### Activity
Lines with the word "await" are the answer; copy each of them from the data below.

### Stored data
______

/// 온비드 조회 → 최신 회차 추출 → DB 저장
pub async fn handle_sync(
    api: Arc<ApiClient>,
    config: &ClientConfig,
    filter: FilterCriteria,
) -> ClientResult<()> {
    let poller = SyncStatusPoller::new(Arc::clone(&api), config).start();
    let mut status = poller.subscribe();
    let mut controller = ListingController::new(api, config.live_fetch_rows);
    controller.set_filter(filter);
    controller.attach_sync_refresher(poller.refresher());

    controller.load_from_live_api().await?;
    let fetched = controller.live_snapshot().len();
    let reduced = controller.reduce_to_latest_rounds()?;
    let saved = controller.commit_reduced_set_to_database().await?;
    println!("온비드 조회 {}건 → 최신 회차 {}건 → DB 저장 {}건", fetched, reduced, saved);

    // 저장 직후 요청한 재조회 결과를 알림 표시 시간만큼 기다린다
    let notice = timeout(
        config.notice_duration,
        status.wait_for(|current| current.notice.is_some()),
    )
    .await
    .ok()
    .and_then(Result::ok)
    .and_then(|current| current.notice.clone());
    if let Some(notice) = notice {
        println!("{}", notice.message);
    }
    if let Some(synced_at) = poller.status().last_synced_at {
        println!("마지막 동기화: {}", synced_at.format("%Y-%m-%d %H:%M:%S"));
    }

    poller.stop();
    Ok(())
}

pub async fn handle_clear(
    api: Arc<ApiClient>,
    config: &ClientConfig,
    yes: bool,
) -> ClientResult<()> {
    confirm(yes, "DB 물건 전체 삭제")?;
    let mut controller = ListingController::new(api, config.live_fetch_rows);
    let deleted = controller.delete_all_persisted().await?;
    println!("DB 물건 {}건을 삭제했습니다.", deleted);
    Ok(())
}

/// 감시 종료 시각. 너무 큰 값이면 종료 시각 없이 Ctrl-C 까지 감시
fn watch_deadline(start: Instant, poll_interval: Duration, ticks: Option<u32>) -> Option<Instant> {
    ticks
        .and_then(|n| poll_interval.checked_mul(n))
        .and_then(|period| start.checked_add(period))
}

______

### Solution to the problem
    controller.load_from_live_api().await?;
    let saved = controller.commit_reduced_set_to_database().await?;
    .await
    let deleted = controller.delete_all_persisted().await?;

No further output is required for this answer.